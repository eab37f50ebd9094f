//! Static file server.
//!
//! Serves a directory over plain HTTP/1.1, one connection at a time, until the
//! process is killed. Only `GET` and `HEAD` are supported; every response
//! closes the connection.
//!
//! ## Path Mapping
//!
//! ```text
//! /                    → <root>/index.html
//! /images/a.png?v=2    → <root>/images/a.png
//! /docs/               → <root>/docs/index.html
//! /%D0%B2.png          → <root>/в.png
//! /../secret           → 403
//! ```
//!
//! [`respond`] is the pure request-to-response mapping; [`Server`] only adds
//! socket plumbing and request logging around it.
//!
//! ## Request Head Limits
//!
//! The request line and headers must arrive within [`HEAD_TIMEOUT`] in total
//! and fit in [`MAX_HEAD_BYTES`]. A head that is too large or whose request
//! line is not UTF-8 gets `400`; a client that misses the deadline is dropped.

use crate::output;
use std::io::{self, BufRead, BufReader, Read, Write};
use std::net::{SocketAddr, TcpListener, TcpStream};
use std::path::{Component, Path, PathBuf};
use std::time::{Duration, Instant};
use thiserror::Error;

/// Largest request head (request line plus headers) the server reads.
pub const MAX_HEAD_BYTES: u64 = 8 * 1024;

/// Time a client has to deliver its whole request head.
pub const HEAD_TIMEOUT: Duration = Duration::from_secs(5);

#[derive(Error, Debug)]
pub enum ServeError {
    #[error("Cannot bind {addr}: {source}")]
    Bind { addr: String, source: io::Error },
    #[error("IO error: {0}")]
    Io(#[from] io::Error),
}

#[derive(Debug, Clone, Copy, PartialEq, Eq)]
pub enum Status {
    Ok,
    BadRequest,
    Forbidden,
    NotFound,
    NotImplemented,
}

impl Status {
    pub fn code(self) -> u16 {
        match self {
            Status::Ok => 200,
            Status::BadRequest => 400,
            Status::Forbidden => 403,
            Status::NotFound => 404,
            Status::NotImplemented => 501,
        }
    }

    fn reason(self) -> &'static str {
        match self {
            Status::Ok => "OK",
            Status::BadRequest => "Bad Request",
            Status::Forbidden => "Forbidden",
            Status::NotFound => "Not Found",
            Status::NotImplemented => "Not Implemented",
        }
    }
}

#[derive(Debug)]
pub struct Response {
    pub status: Status,
    pub content_type: &'static str,
    /// Length of the entity; equals `body.len()` except for `HEAD`.
    pub content_length: usize,
    pub body: Vec<u8>,
}

impl Response {
    fn file(body: Vec<u8>, content_type: &'static str) -> Self {
        Self {
            status: Status::Ok,
            content_type,
            content_length: body.len(),
            body,
        }
    }

    fn error(status: Status) -> Self {
        let body = format!("{} {}", status.code(), status.reason()).into_bytes();
        Self {
            status,
            content_type: "text/plain; charset=utf-8",
            content_length: body.len(),
            body,
        }
    }

    fn without_body(mut self) -> Self {
        self.body.clear();
        self
    }

    fn write_to(&self, out: &mut impl Write) -> io::Result<()> {
        let header = format!(
            "HTTP/1.1 {} {}\r\n\
             Content-Type: {}\r\n\
             Content-Length: {}\r\n\
             Connection: close\r\n\
             \r\n",
            self.status.code(),
            self.status.reason(),
            self.content_type,
            self.content_length,
        );
        out.write_all(header.as_bytes())?;
        out.write_all(&self.body)?;
        out.flush()
    }
}

/// A bound listener plus the directory it serves.
pub struct Server {
    listener: TcpListener,
    root: PathBuf,
    head_timeout: Duration,
}

impl Server {
    pub fn bind(addr: &str, root: impl Into<PathBuf>) -> Result<Self, ServeError> {
        let listener = TcpListener::bind(addr).map_err(|source| ServeError::Bind {
            addr: addr.to_string(),
            source,
        })?;
        Ok(Self {
            listener,
            root: root.into(),
            head_timeout: HEAD_TIMEOUT,
        })
    }

    /// Replace the [`HEAD_TIMEOUT`] deadline.
    pub fn with_head_timeout(mut self, head_timeout: Duration) -> Self {
        self.head_timeout = head_timeout;
        self
    }

    pub fn local_addr(&self) -> io::Result<SocketAddr> {
        self.listener.local_addr()
    }

    pub fn root(&self) -> &Path {
        &self.root
    }

    /// Accept and answer connections forever.
    ///
    /// Returns only if the listener itself fails. Errors on an individual
    /// connection are logged and the loop moves on.
    pub fn serve_forever(self) -> Result<(), ServeError> {
        for stream in self.listener.incoming() {
            let stream = match stream {
                Ok(stream) => stream,
                Err(e) if is_transient(&e) => continue,
                Err(e) => return Err(e.into()),
            };
            if let Err(e) = self.handle(stream) {
                output::print_connection_error(&e);
            }
        }
        Ok(())
    }

    fn handle(&self, stream: TcpStream) -> io::Result<()> {
        let peer = stream.peer_addr()?;
        let reader = BufReader::new(DeadlineReader {
            stream: &stream,
            deadline: Instant::now() + self.head_timeout,
        });

        let (request_line, response) = match read_head(reader)? {
            RequestHead::Empty => return Ok(()),
            RequestHead::Line(line) => {
                let response = respond(&line, &self.root);
                (line, response)
            }
            RequestHead::Malformed(line) => (line, Response::error(Status::BadRequest)),
        };
        output::print_request(peer, &request_line, response.status.code());
        response.write_to(&mut &stream)
    }
}

/// Reads from a socket, failing once `deadline` has passed no matter how the
/// bytes are spread across individual reads.
struct DeadlineReader<'a> {
    stream: &'a TcpStream,
    deadline: Instant,
}

impl Read for DeadlineReader<'_> {
    fn read(&mut self, buf: &mut [u8]) -> io::Result<usize> {
        let remaining = self.deadline.saturating_duration_since(Instant::now());
        if remaining.is_zero() {
            return Err(io::Error::new(
                io::ErrorKind::TimedOut,
                "request head not received in time",
            ));
        }
        self.stream.set_read_timeout(Some(remaining))?;
        self.stream.read(buf)
    }
}

#[derive(Debug, PartialEq, Eq)]
enum RequestHead {
    /// The client closed the connection without sending anything.
    Empty,
    /// A UTF-8 request line, headers drained.
    Line(String),
    /// Not UTF-8, or larger than [`MAX_HEAD_BYTES`]. Carries a lossy copy
    /// of the request line for the log.
    Malformed(String),
}

/// Read the request line and drain the headers; nothing in them changes the
/// response.
fn read_head(reader: impl BufRead) -> io::Result<RequestHead> {
    let mut head = reader.take(MAX_HEAD_BYTES);

    let mut line = Vec::new();
    if head.read_until(b'\n', &mut line)? == 0 {
        return Ok(RequestHead::Empty);
    }

    let mut blank_line_seen = false;
    if line.ends_with(b"\n") {
        let mut header = Vec::new();
        loop {
            header.clear();
            if head.read_until(b'\n', &mut header)? == 0 {
                break;
            }
            if header.trim_ascii().is_empty() {
                blank_line_seen = true;
                break;
            }
        }
    }
    let oversized = head.limit() == 0 && !blank_line_seen;

    let request_line = String::from_utf8_lossy(&line).trim_end().to_string();
    if oversized || std::str::from_utf8(&line).is_err() {
        Ok(RequestHead::Malformed(request_line))
    } else {
        Ok(RequestHead::Line(request_line))
    }
}

fn is_transient(e: &io::Error) -> bool {
    matches!(
        e.kind(),
        io::ErrorKind::ConnectionAborted
            | io::ErrorKind::ConnectionReset
            | io::ErrorKind::Interrupted
            | io::ErrorKind::WouldBlock
    )
}

/// Map a raw request line to a response.
pub fn respond(request_line: &str, root: &Path) -> Response {
    let parts: Vec<&str> = request_line.split_whitespace().collect();
    let (method, target) = match parts.as_slice() {
        [method, target, version] if version.starts_with("HTTP/") => (*method, *target),
        _ => return Response::error(Status::BadRequest),
    };

    let head = match method {
        "GET" => false,
        "HEAD" => true,
        _ => return Response::error(Status::NotImplemented),
    };

    let response = match resolve_path(root, target) {
        Ok(path) => match std::fs::read(&path) {
            Ok(body) => Response::file(body, content_type(&path)),
            Err(_) => Response::error(Status::NotFound),
        },
        Err(status) => Response::error(status),
    };

    if head { response.without_body() } else { response }
}

/// Resolve a request target to a file under `root`.
///
/// Directories resolve to their `index.html`.
pub fn resolve_path(root: &Path, target: &str) -> Result<PathBuf, Status> {
    let path = target.split(['?', '#']).next().unwrap_or("");
    if !path.starts_with('/') {
        return Err(Status::BadRequest);
    }
    let decoded = urlencoding::decode(path).map_err(|_| Status::BadRequest)?;

    let mut resolved = root.to_path_buf();
    for component in Path::new(decoded.trim_start_matches('/')).components() {
        match component {
            Component::Normal(part) => resolved.push(part),
            Component::CurDir => {}
            Component::ParentDir | Component::RootDir | Component::Prefix(_) => {
                return Err(Status::Forbidden);
            }
        }
    }

    if resolved.is_dir() {
        resolved.push("index.html");
    }
    if resolved.is_file() {
        Ok(resolved)
    } else {
        Err(Status::NotFound)
    }
}

pub fn content_type(path: &Path) -> &'static str {
    let ext = path
        .extension()
        .and_then(|e| e.to_str())
        .map(str::to_ascii_lowercase)
        .unwrap_or_default();
    match ext.as_str() {
        "html" | "htm" => "text/html; charset=utf-8",
        "css" => "text/css; charset=utf-8",
        "js" => "application/javascript",
        "json" => "application/json",
        "txt" => "text/plain; charset=utf-8",
        "png" => "image/png",
        "jpg" | "jpeg" => "image/jpeg",
        "gif" => "image/gif",
        "svg" => "image/svg+xml",
        "webp" => "image/webp",
        "avif" => "image/avif",
        "ico" => "image/x-icon",
        _ => "application/octet-stream",
    }
}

• Work order
Copy out every line from the material above in which the word "Forbidden" appears.

• Response to the task
    Forbidden,
            Status::Forbidden => 403,
            Status::Forbidden => "Forbidden",
                return Err(Status::Forbidden);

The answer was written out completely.